US officials say the meeting - which will seek to outline a long-term political settlement - will be attended by foreign ministers and probably take place in Europe.

President Bush
Mr Bush wants more action from Mr Arafat
But Mr Powell said the Palestinian leader, Yasser Arafat, must understand that this was his last chance to seize such an opportunity.

Early on Friday, an Israeli military raid on the West Bank town of Nablus left two Palestinians dead, one of them a policeman.

Israel said it was taking action to "prevent terror attacks and destroy the terror infrastructure".

In New York, UN Secretary General Kofi Annan has announced that he is formally disbanding the mission to investigate the Israeli military incursion at the Jenin refugee camp.

A report by the watchdog Human Rights Watch said that there was no massacre at the end, as Palestinians have claimed, but that the Israeli army did commit war crimes.

'Balancing act'

US President George W Bush urged Mr Arafat to use his new-found freedom, since his release from a month-long siege on Thursday, to show leadership towards achieving peace with Israel.

However, the president has no plans to meet the Palestinian leader at present.

Speaking after a summit with European leaders in Washington Mr Bush pledged support for the Palestinian people by helping to build institutions that would serve them, "a Palestinian state and its neighbours as well".

But in a stern warning to Mr Arafat he said such a state "must be achieved by negotiating an end to occupation" and could not be "based on a foundation of terror or corruption".
Rubble at the Jenin refugee camp
Palestinians accuse Israel of a massacre at Jenin

The American leader, however, also urged Israel not to prevent Mr Arafat from returning to the Palestinian territories should he decide to travel abroad.

Speaking earlier, presidential spokesman Ari Fleischer made it clear there would, for the time being, be no welcome at the White House for the Palestinian leader.

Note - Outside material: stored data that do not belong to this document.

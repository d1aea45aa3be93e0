//! Per-pixel majority vote across the source rasters of one window.
//!
//! Every source raster is sampled nearest-neighbour at each analysis-grid
//! pixel centre. Nodata samples do not vote. The most frequent class wins and
//! ties resolve to the lowest class code, so results never depend on the
//! order the archive returned its scenes in.

#[cfg(feature = "threading")]
use rayon::prelude::*;

use crate::geometry::AnalysisGrid;
use crate::raster::{ClassRaster, RasterSet, NODATA_CLASS};

/// Collapse `set` into one classification raster on `grid`.
///
/// Pixels outside the region, or without a single valid vote, are
/// [`NODATA_CLASS`].
pub fn mode_reduce(set: &RasterSet, grid: &AnalysisGrid) -> ClassRaster {
    mode_reduce_until(set, grid, || false)
}

/// [`mode_reduce`] that stops filling rows once `stop` returns true.
/// Rows not yet reduced at that point stay [`NODATA_CLASS`], so callers must
/// discard the result when they stopped it.
pub fn mode_reduce_until<F>(set: &RasterSet, grid: &AnalysisGrid, stop: F) -> ClassRaster
where
    F: Fn() -> bool + Sync,
{
    let mut out = ClassRaster::nodata(grid.width, grid.height, grid.bounds);
    if grid.is_empty() {
        return out;
    }

    #[cfg(feature = "threading")]
    out.data.par_chunks_mut(grid.width).enumerate().for_each(|(r, row)| {
        if !stop() {
            reduce_row(set, grid, r, row);
        }
    });

    #[cfg(not(feature = "threading"))]
    for (r, row) in out.data.chunks_mut(grid.width).enumerate() {
        if stop() {
            break;
        }
        reduce_row(set, grid, r, row);
    }

    out
}

/// Most frequent value; ties go to the lowest value. `None` for no votes.
pub fn majority(votes: &mut [u8]) -> Option<u8> {
    votes.sort_unstable();
    let mut best: Option<(u8, usize)> = None;
    let mut i = 0;
    while i < votes.len() {
        let class = votes[i];
        let run = votes[i..].iter().take_while(|&&v| v == class).count();
        // Ascending scan with strict comparison keeps the lowest class on ties.
        if best.map_or(true, |(_, n)| run > n) {
            best = Some((class, run));
        }
        i += run;
    }
    best.map(|(class, _)| class)
}
//! Explicit description of one series computation.
//!
//! A [`SeriesPlan`] is built from a validated request without touching the
//! archive. It records the analysis grid, the windows and the per-window
//! stage chain so the computation can be inspected (or printed) before it is
//! materialised against a backend.

use std::fmt;
use std::sync::Arc;
use std::time::Duration;

use chrono::NaiveDate;

use crate::area::{AreaUnit, PixelAreaReference};
use crate::catalog::ClassIndex;
use crate::geometry::{AnalysisGrid, Region};
use crate::retry::RetryPolicy;
use crate::window::TemporalWindow;

/// One node of the per-window chain, in evaluation order.
#[derive(Debug, Clone, PartialEq)]
pub enum Stage {
    /// Window bounds from the generator.
    Window { count: usize, step_months: u32 },
    /// Archive query for the classification band; empty result → gap fill.
    Query { band: String },
    /// Per-pixel majority vote, lowest class on ties.
    ReduceMode,
    /// Keep pixels equal to the target class.
    Mask { target: ClassIndex },
    /// Multiply by pixel area and convert.
    Area { unit: AreaUnit },
    /// Stamp with the window start time.
    Tag,
}

impl fmt::Display for Stage {
    fn fmt(&self, f: &mut fmt::Formatter<'_>) -> fmt::Result {
        match self {
            Stage::Window { count, step_months } => write!(f, "window({count} × {step_months} mo)"),
            Stage::Query { band } => write!(f, "query({band})"),
            Stage::ReduceMode => f.write_str("reduce(mode)"),
            Stage::Mask { target } => write!(f, "mask(== {target})"),
            Stage::Area { unit } => write!(f, "area({unit})"),
            Stage::Tag => f.write_str("tag(time_start)"),
        }
    }
}

/// Per-run settings carried by the plan. Each run owns its own copy.
#[derive(Debug, Clone, PartialEq)]
pub struct RunSettings {
    pub band: String,
    pub unit: AreaUnit,
    pub pixel_area: PixelAreaReference,
    pub max_concurrency: usize,
    pub query_timeout: Duration,
    pub retry: RetryPolicy,
    /// Query ranges are clipped to this date when set.
    pub clip_to: Option<NaiveDate>,
}

/// Validated, lazily evaluated description of a series run.
#[derive(Debug, Clone, PartialEq)]
pub struct SeriesPlan {
    pub region: Region,
    pub target: ClassIndex,
    pub target_label: String,
    /// Shared with the blocking tasks that reduce each window.
    pub grid: Arc<AnalysisGrid>,
    pub windows: Vec<TemporalWindow>,
    pub stages: Vec<Stage>,
    pub settings: RunSettings,
}

impl SeriesPlan {
    pub(crate) fn stage_chain(windows: usize, step_months: u32, target: ClassIndex, settings: &RunSettings) -> Vec<Stage> {
        vec![
            Stage::Window { count: windows, step_months },
            Stage::Query { band: settings.band.clone() },
            Stage::ReduceMode,
            Stage::Mask { target },
            Stage::Area { unit: settings.unit },
            Stage::Tag,
        ]
    }
}

impl fmt::Display for SeriesPlan {
    fn fmt(&self, f: &mut fmt::Formatter<'_>) -> fmt::Result {
        writeln!(
            f,
            "series of `{}` (class {}) on {}×{} grid, {} windows",
            self.target_label,
            self.target,
            self.grid.width,
            self.grid.height,
            self.windows.len()
        )?;
        let chain: Vec<String> = self.stages.iter().map(Stage::to_string).collect();
        write!(f, "  {}", chain.join(" -> "))
    }
}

"Yasser Arafat has not yet earned his trust," he said.

On Thursday, both houses of the US Congress passed motions backing Israel and its military campaign aimed at "dismantling the terrorist infrastructure" in the West Bank and Gaza.

"Let every terrorist know, the American people will never abandon freedom, democracy or Israel," said Texas Representative Tom DeLay.

Issue of trust

On Thursday, Mr Arafat left his Ramallah compound for the first time in a month to a rapturous reception from his supporters.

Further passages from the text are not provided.